You can test this by typing something with more than one character when it first asks you for a character, and it will go for a second loop since the readLine will return a non-empty string.
To fix this change your original read() to readLine() so that it gets the newline caused from you hitting enter, then just grab the first character from the string.
This should fix it:
import java.io.*;
public class test {
public static void main(String[] args) throws IOException {
BufferedReader in;
in = new BufferedReader (new InputStreamReader (System.in));
boolean again=true;
String response;
while (again) {
System.out.println("Enter a letter to find it's order in the alphabet");
response = in.readLine();
if (response.length() > 0) {
char theLetter = response.charAt(0);
System.out.println(theLetter + " is the " + convertLetter(theLetter) + "th letter of the alphabet");
System.out.println("want to play again?");
response = in.readLine();
if (response.length() > 0 && response.charAt(0)=='n') {
again=false;
}
}
}
System.out.println("end program");
}
public static int convertLetter(char TheLetter) {
return (TheLetter - 'a') + 1;
}
}
if (response.charAt(0)=='n')
If the String is empty "", there will be no character at position 0. Check for it before doing charAt()
is the length of response null or ""? if it is you will not be able to get the char at index 0
I bet the culprit is that you're hitting "enter" at the want to play again? prompt.
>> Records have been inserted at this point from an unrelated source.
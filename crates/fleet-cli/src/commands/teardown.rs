use super::load_config;
use fleet_azure::AzureCli;
use fleet_core::executor::Provisioner;
use std::path::Path;

pub async fn run(config_path: Option<&Path>, resource_group: Option<String>) -> anyhow::Result<()> {
    let mut config = load_config(config_path)?;
    match resource_group {
        Some(group) => config.resource_group = Some(group),
        None if config.group_generated => {
            anyhow::bail!("No resource_group in the config; pass --resource-group")
        }
        None => {}
    }

    let cli = AzureCli::new(&config);
    cli.teardown().await?;
    println!("Resource group {} deleted.", cli.resource_group());

    Ok(())
}
use fleet_core::error::FleetError;
use fleet_core::executor::{Executor, VmAddress};
use fleet_core::job::{Job, JobId, PollOutcome};
use fleet_core::simulation::{parse_commands, SimulationJob, COMPLETION_MARKER, RUN_LOG};
use std::collections::HashMap;
use std::path::{Path, PathBuf};
use std::sync::Mutex;

/// Executor whose "remote home" is an in-memory file map.
#[derive(Default)]
struct FakeHome {
    address: VmAddress,
    files: Mutex<HashMap<String, String>>,
    commands: Mutex<Vec<(String, bool)>>,
    offline: bool,
}

impl FakeHome {
    fn put(&self, name: &str, contents: &str) {
        self.files
            .lock()
            .unwrap()
            .insert(name.to_string(), contents.to_string());
    }

    fn commands(&self) -> Vec<(String, bool)> {
        self.commands.lock().unwrap().clone()
    }
}

#[async_trait::async_trait]
impl Executor for FakeHome {
    fn name(&self) -> &str {
        "fake"
    }

    fn address(&self) -> &VmAddress {
        &self.address
    }

    async fn launch(&mut self, _bootstrap: Option<&str>) -> Result<(), FleetError> {
        Ok(())
    }

    async fn upload_file(&self, local_path: &Path, _remote_dir: &str) -> Result<(), FleetError> {
        let name = local_path.file_name().unwrap().to_string_lossy().into_owned();
        self.put(&name, "binary");
        Ok(())
    }

    async fn download_file(
        &self,
        remote_path: &str,
        local_dir: &Path,
    ) -> Result<PathBuf, FleetError> {
        if self.offline {
            return Err(FleetError::Transfer("connection refused".into()));
        }
        let files = self.files.lock().unwrap();
        let contents = files
            .get(remote_path)
            .ok_or_else(|| FleetError::Transfer(format!("{}: no such file", remote_path)))?;
        let local = local_dir.join(remote_path);
        std::fs::write(&local, contents)?;
        Ok(local)
    }

    async fn send_command(&self, command: &str, wait: bool) -> Result<String, FleetError> {
        if self.offline {
            return Err(FleetError::SshConnection("connection refused".into()));
        }
        self.commands
            .lock()
            .unwrap()
            .push((command.to_string(), wait));
        let files = self.files.lock().unwrap();
        if command.starts_with("test -f") {
            let present = files.contains_key(COMPLETION_MARKER);
            return Ok(if present { "present\n" } else { "absent\n" }.to_string());
        }
        if command.starts_with("tail") {
            let last = files
                .get(RUN_LOG)
                .and_then(|log| log.lines().last().map(str::to_string))
                .unwrap_or_default();
            return Ok(format!("{}\n", last));
        }
        Ok(String::new())
    }

    async fn clean(&self) -> Result<(), FleetError> {
        self.files.lock().unwrap().clear();
        Ok(())
    }

    async fn delete(&mut self) -> Result<(), FleetError> {
        Ok(())
    }
}

fn job(output: &Path) -> SimulationJob {
    SimulationJob::new(
        JobId(4),
        "./COMPAS --number-of-binaries 25 --random-seed 4".to_string(),
        output.to_path_buf(),
        PathBuf::from("/opt/compas/COMPAS"),
    )
}

#[tokio::test]
async fn test_activate_stages_binary_and_detaches() {
    let dir = tempfile::tempdir().unwrap();
    let home = FakeHome::default();
    let mut job = job(dir.path());

    job.activate(&home).await.unwrap();

    assert!(home.files.lock().unwrap().contains_key("COMPAS"));
    let commands = home.commands();
    assert_eq!(commands.len(), 2);
    assert_eq!(commands[0], ("chmod +x 'COMPAS'".to_string(), true));
    let (start, wait) = &commands[1];
    assert!(!wait, "simulation must start detached");
    assert!(start.starts_with("(./COMPAS --number-of-binaries 25 --random-seed 4)"));
    assert!(start.ends_with("echo completed >> completed.txt"));
}

#[tokio::test]
async fn test_poll_pending_until_marker_appears() {
    let dir = tempfile::tempdir().unwrap();
    let home = FakeHome::default();
    let mut job = job(dir.path());

    assert_eq!(job.poll(&home).await, PollOutcome::Pending);
    assert!(!dir.path().join(COMPLETION_MARKER).exists());

    home.put(COMPLETION_MARKER, "completed\n");
    assert_eq!(job.poll(&home).await, PollOutcome::Complete);
    // A local copy of the marker is left behind.
    assert!(dir.path().join(COMPLETION_MARKER).exists());
}

#[tokio::test]
async fn test_poll_reports_transport_errors_separately() {
    let dir = tempfile::tempdir().unwrap();
    let home = FakeHome {
        offline: true,
        ..Default::default()
    };
    let mut job = job(dir.path());

    match job.poll(&home).await {
        PollOutcome::TransportError(reason) => assert!(reason.contains("connection refused")),
        other => panic!("expected transport error, got {:?}", other),
    }
}

#[tokio::test]
async fn test_empty_marker_is_not_completion() {
    let dir = tempfile::tempdir().unwrap();
    let home = FakeHome::default();
    home.put(COMPLETION_MARKER, "");
    let mut job = job(dir.path());

    assert_eq!(job.poll(&home).await, PollOutcome::Pending);
}

#[tokio::test]
async fn test_collect_fetches_every_result_file() {
    let dir = tempfile::tempdir().unwrap();
    let home = FakeHome::default();
    for name in ["initialParameters.txt", "mergingParameters.txt", "formationHistory.txt"] {
        home.put(name, name);
    }
    let mut job = job(dir.path());

    job.collect(&home).await.unwrap();

    for name in job.result_files() {
        assert_eq!(
            std::fs::read_to_string(dir.path().join(name)).unwrap(),
            *name
        );
    }
}

#[tokio::test]
async fn test_collect_reports_all_missing_files() {
    let dir = tempfile::tempdir().unwrap();
    let home = FakeHome::default();
    home.put("mergingParameters.txt", "ok");
    let mut job = job(dir.path());

    let err = job.collect(&home).await.unwrap_err();
    let message = err.to_string();
    assert!(matches!(err, FleetError::Transfer(_)));
    assert!(message.contains("initialParameters.txt"));
    assert!(message.contains("formationHistory.txt"));
    assert!(!message.contains("mergingParameters.txt"));
    // The file that was present still arrived.
    assert!(dir.path().join("mergingParameters.txt").exists());
}

#[tokio::test]
async fn test_status_message_is_last_log_line() {
    let dir = tempfile::tempdir().unwrap();
    let home = FakeHome::default();
    let job = job(dir.path());

    assert_eq!(job.status_message(&home).await.unwrap(), "running");

    home.put(RUN_LOG, "Evolving binary 12\nEvolving binary 13\n");
    assert_eq!(job.status_message(&home).await.unwrap(), "Evolving binary 13");

    let offline = FakeHome {
        offline: true,
        ..Default::default()
    };
    assert!(matches!(
        job.status_message(&offline).await,
        Err(FleetError::StatusQuery(_))
    ));
}

#[tokio::test]
async fn test_clean_twice_is_harmless() {
    let home = FakeHome::default();
    home.put("COMPAS", "binary");
    home.clean().await.unwrap();
    home.clean().await.unwrap();
    assert!(home.files.lock().unwrap().is_empty());
}

#[test]
fn test_parse_commands_skips_blanks_and_comments() {
    let contents = "# grid point alpha=0\n./COMPAS --common-envelope-alpha 0.0\n\n   \n./COMPAS --common-envelope-alpha 1.0  \n";
    assert_eq!(
        parse_commands(contents),
        vec![
            "./COMPAS --common-envelope-alpha 0.0".to_string(),
            "./COMPAS --common-envelope-alpha 1.0".to_string(),
        ]
    );
}
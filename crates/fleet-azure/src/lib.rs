pub mod azure_cli;
pub mod azure_vm;
pub mod ssh;
pub mod tunnel;

pub use azure_cli::AzureCli;
pub use azure_vm::AzureVm;
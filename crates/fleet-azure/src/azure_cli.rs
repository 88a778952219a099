use crate::azure_vm::AzureVm;
use fleet_core::config::{Config, VmOptions};
use fleet_core::error::FleetError;
use fleet_core::executor::{Executor, Provisioner};
use tokio::process::Command;
use tracing::{debug, info, warn};

/// Run an `az` command and return stdout.
pub(crate) async fn run_az(args: &[String]) -> Result<String, FleetError> {
    debug!("Running: az {}", args.join(" "));

    let output = Command::new("az")
        .args(args)
        .output()
        .await
        .map_err(|e| FleetError::Provisioning(format!("Failed to run az: {}", e)))?;

    if !output.status.success() {
        let stderr = String::from_utf8_lossy(&output.stderr);
        return Err(FleetError::Provisioning(format!(
            "az {} failed: {}",
            args.iter().take(2).cloned().collect::<Vec<_>>().join(" "),
            stderr.trim()
        )));
    }

    Ok(String::from_utf8_lossy(&output.stdout).trim().to_string())
}

/// Resource-group level control plane backed by the Azure CLI.
pub struct AzureCli {
    resource_group: String,
    location: String,
    vm: VmOptions,
}

impl AzureCli {
    pub fn new(config: &Config) -> Self {
        Self {
            resource_group: config.resource_group().to_string(),
            location: config.location.clone(),
            vm: config.vm.clone(),
        }
    }

    pub fn resource_group(&self) -> &str {
        &self.resource_group
    }

    /// Name of the VM in pool slot `index`.
    pub fn vm_name(&self, index: usize) -> String {
        format!("{}vm{}", self.resource_group, index)
    }
}

#[async_trait::async_trait]
impl Provisioner for AzureCli {
    async fn prepare(&self) -> Result<(), FleetError> {
        info!(
            "Creating resource group {} in {}",
            self.resource_group, self.location
        );
        run_az(&[
            "group".to_string(),
            "create".to_string(),
            "--name".to_string(),
            self.resource_group.clone(),
            "--location".to_string(),
            self.location.clone(),
            "--output".to_string(),
            "none".to_string(),
        ])
        .await?;
        Ok(())
    }

    fn executor(&self, index: usize) -> Box<dyn Executor> {
        Box::new(AzureVm::new(
            self.vm_name(index),
            self.resource_group.clone(),
            self.location.clone(),
            self.vm.clone(),
        ))
    }

    async fn teardown(&self) -> Result<(), FleetError> {
        warn!("Deleting resource group {}", self.resource_group);
        run_az(&[
            "group".to_string(),
            "delete".to_string(),
            "--yes".to_string(),
            "--name".to_string(),
            self.resource_group.clone(),
        ])
        .await?;
        Ok(())
    }
}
The in.readLine(); returns the line without the trailing newline (see the javadocs), which means that if you only press "enter" it will return an empty string, thus the StringOutOfBoundException while checking the first char.
Check for the empty string before checking for the char:
if(response.length() > 0 && response.charAt(0) == 'n')
The only place you access a string index is at if (response.charAt(0) == 'n') so that is most likely your problem area.
if(response.length() > 0 && response.charAt(0) == 'n')
Should do the trick.
Edit:
As #TreySchroeder points out, there is another problem with your program, in that you don't read the full line at first. Put in.readLine(); after your initial theLetter = (char) in.read();, and use this fix for the other issue.
if (response.isEmpty() && response.charAt(0)=='n')
will avoid the exception.
Related
Hi I'm finishing an assignment, however I'm getting the wrong output.
The goal of the project is to reverse a string.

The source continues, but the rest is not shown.